Slash and burn, pictured in the Mopeia district, Zambezia province, Mozambique, has a noble motive – feeding families - but it is not sustainable (Photo: Isilda Nhantumbo/IIED)

Scholars, researchers, policymakers and practitioners from across the public, private and voluntary sectors have been contributing to understanding Reducing Emissions from Deforestation and Forest Degradation (REDD+) and how it can be implemented effectively. A new book from Melissa Leach and Ian Scoones highlights the risk of ignoring these lessons in Africa. I argue that there is an urgent need to apply the lessons more widely. 

'Carbon Conflicts and Forest Landscapes in Africa' reviews carbon projects in Ghana, Kenya, Uganda, Sierra Leone, Tanzania, Zambia and Zimbabwe, asking whether these bring the expected impact (a win-win for environment and people) in conserving or managing trees for carbon sequestration to offset emissions from elsewhere.  

For the best part of a decade, opportunities, challenges, and experience on the ground have all been highlighted with a view to informing the debate on land use, particularly with a view to protecting the climate and nature.
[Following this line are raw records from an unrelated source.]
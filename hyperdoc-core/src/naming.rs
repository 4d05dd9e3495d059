//! Type and relation name derivation.
//!
//! Collection type names are derived from a record's singular kind by
//! pluralization (`"category"` → `"categories"`), and default relationship
//! cardinality is derived by checking whether a relation name is already
//! plural (`"comments"` is, `"author"` is not). The rules are a fixed table
//! of suffix rewrites plus irregular and uncountable word lists; they are not
//! linguistically complete, only self-consistent, so a name round-trips
//! through the engine unchanged.
//!
//! All functions here are pure and total over identifier-like ASCII words.

use once_cell::sync::Lazy;
use regex::Regex;
use std::collections::{HashMap, HashSet};

/// Singular/plural pairs that no suffix rule covers.
const IRREGULARS: &[(&str, &str)] = &[
    ("person", "people"),
    ("man", "men"),
    ("woman", "women"),
    ("child", "children"),
    ("tooth", "teeth"),
    ("foot", "feet"),
    ("goose", "geese"),
    ("mouse", "mice"),
    ("louse", "lice"),
    ("ox", "oxen"),
    ("datum", "data"),
    ("medium", "media"),
];

/// Words whose singular and plural forms are identical.
const UNCOUNTABLES: &[&str] = &[
    "equipment",
    "information",
    "money",
    "news",
    "rice",
    "series",
    "species",
    "fish",
    "sheep",
    "jeans",
    "police",
];

static IRREGULAR_PLURALS: Lazy<HashMap<&'static str, &'static str>> =
    Lazy::new(|| IRREGULARS.iter().copied().collect());

static IRREGULAR_SINGULARS: Lazy<HashMap<&'static str, &'static str>> =
    Lazy::new(|| IRREGULARS.iter().map(|(s, p)| (*p, *s)).collect());

static UNCOUNTABLE_SET: Lazy<HashSet<&'static str>> =
    Lazy::new(|| UNCOUNTABLES.iter().copied().collect());

static PLURAL_RULES: Lazy<Vec<(Regex, &'static str)>> = Lazy::new(|| {
    compile_rules(&[
        (r"(?i)(quiz)$", "${1}zes"),
        (r"(?i)(matr|vert|ind)(?:ix|ex)$", "${1}ices"),
        (r"(?i)(x|ch|ss|sh)$", "${1}es"),
        (r"(?i)([^aeiouy]|qu)y$", "${1}ies"),
        (r"(?i)(hive)$", "${1}s"),
        (r"(?i)(?:([^f])fe|([lr])f)$", "${1}${2}ves"),
        (r"(?i)sis$", "ses"),
        (r"(?i)([ti])um$", "${1}a"),
        (r"(?i)(buffal|tomat|potat|her)o$", "${1}oes"),
        (r"(?i)(bu)s$", "${1}ses"),
        (r"(?i)(alias|status)$", "${1}es"),
        (r"(?i)(octop|vir)us$", "${1}i"),
        (r"(?i)(ax|test)is$", "${1}es"),
        (r"(?i)s$", "s"),
    ])
});

static SINGULAR_RULES: Lazy<Vec<(Regex, &'static str)>> = Lazy::new(|| {
    compile_rules(&[
        (r"(?i)(quiz)zes$", "${1}"),
        (r"(?i)(matr)ices$", "${1}ix"),
        (r"(?i)(vert|ind)ices$", "${1}ex"),
        (r"(?i)(x|ch|ss|sh)es$", "${1}"),
        (r"(?i)([^aeiouy]|qu)ies$", "${1}y"),
        (r"(?i)(hive)s$", "${1}"),
        (r"(?i)([lr])ves$", "${1}f"),
        (r"(?i)([^f])ves$", "${1}fe"),
        (r"(?i)(analy|ba|diagno|parenthe|progno|synop|the)ses$", "${1}sis"),
        (r"(?i)([ti])a$", "${1}um"),
        (r"(?i)(buffal|tomat|potat|her)oes$", "${1}o"),
        (r"(?i)(bu)ses$", "${1}s"),
        (r"(?i)(alias|status)es$", "${1}"),
        (r"(?i)(octop|vir)i$", "${1}us"),
        (r"(?i)(ax|test)es$", "${1}is"),
        (r"(?i)s$", ""),
    ])
});

fn compile_rules(rules: &[(&str, &'static str)]) -> Vec<(Regex, &'static str)> {
    rules
        .iter()
        .map(|(pattern, replacement)| {
            (
                Regex::new(pattern).expect("static naming rule"),
                *replacement,
            )
        })
        .collect()
}

/// Returns the plural form of a word.
///
/// Words that are already plural (or uncountable) are returned unchanged,
/// which is what makes [`is_plural`] a stable cardinality check.
///
/// # Example
///
/// ```ignore
/// use hyperdoc_core::naming::pluralize;
///
/// assert_eq!(pluralize("category"), "categories");
/// assert_eq!(pluralize("comments"), "comments");
/// ```
pub fn pluralize(word: &str) -> String {
    if word.is_empty() {
        return String::new();
    }

    let lower = word.to_ascii_lowercase();
    if UNCOUNTABLE_SET.contains(lower.as_str()) || IRREGULAR_SINGULARS.contains_key(lower.as_str())
    {
        return word.to_string();
    }
    if let Some(plural) = IRREGULAR_PLURALS.get(lower.as_str()) {
        return (*plural).to_string();
    }

    for (rule, replacement) in PLURAL_RULES.iter() {
        if rule.is_match(word) {
            return rule.replace(word, *replacement).into_owned();
        }
    }

    format!("{word}s")
}

/// Returns the singular form of a word.
///
/// The inverse of [`pluralize`] over the same rule table.
pub fn singularize(word: &str) -> String {
    if word.is_empty() {
        return String::new();
    }

    let lower = word.to_ascii_lowercase();
    if UNCOUNTABLE_SET.contains(lower.as_str()) || IRREGULAR_PLURALS.contains_key(lower.as_str()) {
        return word.to_string();
    }
    if let Some(singular) = IRREGULAR_SINGULARS.get(lower.as_str()) {
        return (*singular).to_string();
    }

    for (rule, replacement) in SINGULAR_RULES.iter() {
        if rule.is_match(word) {
            return rule.replace(word, *replacement).into_owned();
        }
    }

    word.to_string()
}

/// Returns true if a word is its own plural form.
///
/// Used to resolve the default relationship cardinality: a plural relation
/// name defaults to to-many.
pub fn is_plural(word: &str) -> bool {
    pluralize(word) == word
}

/// Converts a type name to member-name form: the leading uppercase run is
/// lowercased, keeping the last capital of the run as the start of the next
/// word (`"SimplePost"` → `"simplePost"`, `"HTTPServer"` → `"httpServer"`).
pub fn member_name(name: &str) -> String {
    let upper_run = name.chars().take_while(|c| c.is_ascii_uppercase()).count();

    match upper_run {
        0 => name.to_string(),
        run if run == name.chars().count() => name.to_ascii_lowercase(),
        1 => {
            let mut chars = name.chars();
            let first = chars.next().map(|c| c.to_ascii_lowercase());
            first.into_iter().chain(chars).collect()
        }
        run => {
            let lowered: String = name
                .chars()
                .take(run - 1)
                .map(|c| c.to_ascii_lowercase())
                .collect();
            lowered + &name[run - 1..]
        }
    }
}

/// Derives the collection type name for a record kind: member-name formatting
/// followed by pluralization (`"SimplePost"` → `"simplePosts"`).
pub fn collection_name(kind: &str) -> String {
    pluralize(&member_name(kind))
}
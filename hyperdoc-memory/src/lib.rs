//! In-memory record storage for the hyperdoc project.
//!
//! This crate provides a simple synchronous repository that stores records
//! keyed by their id string. It backs example resources and tests; for
//! anything persistent, put a real database behind the same record types.
//!
//! # Example
//!
//! ```ignore
//! use hyperdoc_memory::InMemoryRepository;
//!
//! let mut chocolates = InMemoryRepository::new();
//! let id = chocolates.insert(Chocolate {
//!     id: String::new(),
//!     name: "Ritter Sport".to_string(),
//!     taste: "Very Good".to_string(),
//! })?;
//!
//! let bar = chocolates.get(&id)?;
//! ```

mod store;

pub use store::InMemoryRepository;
Of course the key is to also safeguard the interests and needs of local people and benefits to local people, both producers and consumers, as well as the interests of investors and intermediaries in the value chains of products linked to deforestation and forest degradation.

Learning from experience

Many remind us of the need to learn from past experience: for example that protected areas can serve nature and people well when the latter are an integral part of conservation. This means embedding local institutions, from CAMPFIRE (PDF) in Zimbabwe, to conservancies in Namibia, in local forms of democratic governance that enhance collective decision making, transparency and accountability. 

We have learnt the fundamentals for successful participatory natural resources management such as participatory forest management (PFM), community-based natural resource management (CBNRM), and inclusive protected areas management. These are that resources must be owned by local people; that developing enterprises can improve livelihoods for local people; that investment in adding value is essential, as is understanding financing and markets; and that devising inclusive and fair benefit sharing mechanisms, with strong local rules that are reflected in behaviour and practice, all take time. 

More recently payment for ecosystem services (PES) has been trialled in African countries, bringing rewards that are conditional on delivering ecosystems services such as protecting watersheds or carbon sinks (e.g. forests). Various national REDD+ strategies include CBNRM and PFM as well as other options seeking to reduce carbon emissions from land use.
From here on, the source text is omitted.